Inflammatory Mediators and Cell Adhesion Molecules as Indicators of Severity of Atherosclerosis: The Rotterdam Study

Abstract

Inflammatory mediators and soluble cell adhesion molecules predict cardiovascular events. It is not clear whether they reflect the severity of underlying atherosclerotic disease. Within the Rotterdam Study, we investigated the associations of C-reactive protein (CRP), interleukin-6 (IL-6), soluble intercellular adhesion molecule-1, and soluble vascular cell adhesion molecule-1 with noninvasive measures of atherosclerosis.

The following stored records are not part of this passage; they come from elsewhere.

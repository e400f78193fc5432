//! Training pipeline
//!
//! Labeled records -> captured schema -> seeded 80/20 split -> scaler fit on
//! the training partition -> three predictors trained side by side.

use std::thread;

use chrono::Utc;
use rand::seq::SliceRandom;
use rand::SeedableRng;
use rand_chacha::ChaCha8Rng;
use serde::{Deserialize, Serialize};
use uuid::Uuid;

use super::autoencoder::{Autoencoder, AutoencoderConfig};
use super::classifier::{ClassifierConfig, GradientBoostedClassifier};
use super::isolation::{ForestConfig, IsolationForest};
use super::predictor::ModelSignal;
use super::registry::ModelRegistry;
use super::scaler::Scaler;
use super::summary::{AutoencoderSummary, ClassifierSummary, ForestSummary, TrainingSummary};
use super::threshold::percentile;
use crate::constants;
use crate::logic::dataset::{AttackType, Record};
use crate::logic::error::{FusionError, FusionResult};
use crate::logic::features::encode_frame;

/// Smallest dataset that still leaves a holdout partition
pub const MIN_TRAINING_RECORDS: usize = 10;

#[derive(Debug, Clone, PartialEq, Serialize, Deserialize)]
pub struct TrainingConfig {
    pub holdout_fraction: f64,
    pub seed: u64,
    pub classifier: ClassifierConfig,
    pub forest: ForestConfig,
    pub autoencoder: AutoencoderConfig,
}

impl Default for TrainingConfig {
    fn default() -> Self {
        Self {
            holdout_fraction: constants::DEFAULT_HOLDOUT_FRACTION,
            seed: constants::DEFAULT_SPLIT_SEED,
            classifier: ClassifierConfig::default(),
            forest: ForestConfig::default(),
            autoencoder: AutoencoderConfig::default(),
        }
    }
}

impl TrainingConfig {
    pub fn from_env() -> Self {
        Self {
            seed: constants::get_split_seed(),
            forest: ForestConfig {
                contamination: constants::get_contamination(),
                ..Default::default()
            },
            ..Default::default()
        }
    }
}

/// Seeded shuffle, then the first `ceil(n * fraction)` indices are held out.
/// Returns (train, holdout).
pub fn split_indices(n: usize, holdout_fraction: f64, seed: u64) -> (Vec<usize>, Vec<usize>) {
    let mut indices: Vec<usize> = (0..n).collect();
    let mut rng = ChaCha8Rng::seed_from_u64(seed);
    indices.shuffle(&mut rng);

    let holdout = ((n as f64) * holdout_fraction.clamp(0.0, 1.0)).ceil() as usize;
    let holdout = holdout.min(n.saturating_sub(1));

    let (held, train) = indices.split_at(holdout);
    (train.to_vec(), held.to_vec())
}

fn join<T>(handle: thread::ScopedJoinHandle<'_, FusionResult<T>>, model: &str) -> FusionResult<T> {
    handle
        .join()
        .map_err(|_| FusionError::Training(format!("{} training thread panicked", model)))?
}

impl ModelRegistry {
    /// Train a complete registry from labeled records
    pub fn train(records: &[Record], config: &TrainingConfig) -> FusionResult<Self> {
        if records.len() < MIN_TRAINING_RECORDS {
            return Err(FusionError::Training(format!(
                "need at least {} labeled records, got {}",
                MIN_TRAINING_RECORDS,
                records.len()
            )));
        }

        let frame = encode_frame(records, None);
        let schema = frame.schema.clone();
        if schema.is_empty() {
            return Err(FusionError::Training("captured feature schema is empty".to_string()));
        }

        let vectors = frame.vectors();
        let labels: Vec<usize> = frame.labels().iter().map(AttackType::index).collect();

        let (train_idx, holdout_idx) = split_indices(vectors.len(), config.holdout_fraction, config.seed);
        log::info!(
            "Training on {} records ({} train, {} holdout, {} features)",
            records.len(),
            train_idx.len(),
            holdout_idx.len(),
            schema.len()
        );

        let rows_at = |idx: &[usize]| -> Vec<Vec<f64>> { idx.iter().map(|&i| vectors[i].clone()).collect() };
        let labels_at = |idx: &[usize]| -> Vec<usize> { idx.iter().map(|&i| labels[i]).collect() };

        let scaler = Scaler::fit(&rows_at(&train_idx))?;
        let train = scaler.transform_all(&rows_at(&train_idx));
        let holdout = scaler.transform_all(&rows_at(&holdout_idx));
        let train_y = labels_at(&train_idx);
        let holdout_y = labels_at(&holdout_idx);

        let (classifier, forest, autoencoder) = thread::scope(|s| {
            let classifier = s.spawn(|| {
                GradientBoostedClassifier::fit(
                    &train,
                    &train_y,
                    AttackType::COUNT,
                    Some((holdout.as_slice(), holdout_y.as_slice())),
                    &config.classifier,
                )
            });
            let forest = s.spawn(|| {
                let mut rng = ChaCha8Rng::seed_from_u64(config.seed.wrapping_add(1));
                IsolationForest::fit(&train, &config.forest, &mut rng)
            });
            let autoencoder = s.spawn(|| {
                let mut rng = ChaCha8Rng::seed_from_u64(config.seed.wrapping_add(2));
                Autoencoder::fit(&train, &config.autoencoder, &mut rng)
            });

            (
                join(classifier, "classifier"),
                join(forest, "isolation forest"),
                join(autoencoder, "autoencoder"),
            )
        });
        let (classifier, forest, autoencoder) = (classifier?, forest?, autoencoder?);

        let holdout_accuracy = (!holdout.is_empty()).then(|| {
            let correct = holdout
                .iter()
                .zip(&holdout_y)
                .filter(|&(row, &y)| {
                    ModelSignal::Probabilities(classifier.predict_proba(row))
                        .top_class()
                        .map_or(false, |(class, _)| class == y)
                })
                .count();
            correct as f64 / holdout.len() as f64
        });

        let holdout_errors: Vec<f64> = holdout.iter().map(|r| autoencoder.reconstruction_error(r)).collect();
        let holdout_loss = (!holdout_errors.is_empty())
            .then(|| holdout_errors.iter().sum::<f64>() / holdout_errors.len() as f64);

        let summary = TrainingSummary {
            run_id: Uuid::new_v4(),
            trained_at: Utc::now(),
            total_records: records.len(),
            train_records: train.len(),
            holdout_records: holdout.len(),
            feature_count: schema.len(),
            schema_hash: schema.hash(),
            classifier: ClassifierSummary {
                rounds: classifier.n_rounds(),
                best_iteration: classifier.best_iteration(),
                best_score: classifier.best_score(),
                holdout_accuracy,
            },
            forest: ForestSummary {
                estimators: forest.n_estimators(),
                max_samples: forest.max_samples(),
                contamination: forest.contamination(),
                offset: forest.offset(),
            },
            autoencoder: AutoencoderSummary {
                input_dim: autoencoder.input_dim(),
                hidden_dim: autoencoder.hidden_dim(),
                encoding_dim: autoencoder.encoding_dim(),
                epochs: autoencoder.epochs(),
                final_loss: autoencoder.final_loss(),
                holdout_loss,
                holdout_p95: percentile(&holdout_errors, 95.0),
            },
        };

        let registry = Self {
            schema,
            scaler,
            classifier,
            forest,
            autoencoder,
            summary,
        };
        registry.validate()?;

        log::info!("Training finished (run {})", registry.summary.run_id);
        Ok(registry)
    }
}

#[cfg(test)]
impl TrainingConfig {
    /// Small models for unit tests
    pub(crate) fn fast() -> Self {
        Self {
            classifier: ClassifierConfig {
                n_rounds: 30,
                min_samples_leaf: 5,
                ..Default::default()
            },
            forest: ForestConfig {
                n_estimators: 30,
                max_samples: 64,
                ..Default::default()
            },
            autoencoder: AutoencoderConfig {
                epochs: 20,
                learning_rate: 0.01,
                ..Default::default()
            },
            ..Default::default()
        }
    }
}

Levels of CRP were assessed in a random sample of 1317 participants, and levels of IL-6 and soluble cell adhesion molecules were assessed in a subsample of 714 participants. In multivariate analyses, logarithmically transformed CRP (regression coefficient [&bgr;]=−0.023, 95% CI −0.033 to −0.012) and IL-6 (&bgr;=−0.025, 95% CI −0.049 to −0.001) were inversely associated with the ankle-arm index. Only CRP was associated with carotid intima-media thickness (&bgr;=0.018, 95% CI 0.010 to 0.027). Compared with the lowest tertile, the odds ratio for moderate to severe carotid plaques associated with levels of CRP in the highest tertile was 2.0 (95% CI 1.3 to 3.0). Soluble intercellular adhesion molecule-1 levels were strongly associated with carotid plaques (odds ratio 2.5, 95% CI 1.5 to 4.4 [highest versus lowest tertile]). Soluble vascular cell adhesion molecule-1 was not significantly associated with any of the measures of atherosclerosis. This study indicates that CRP is associated with the severity of atherosclerosis measured at various sites. Associations of the other markers with atherosclerosis were less consistent.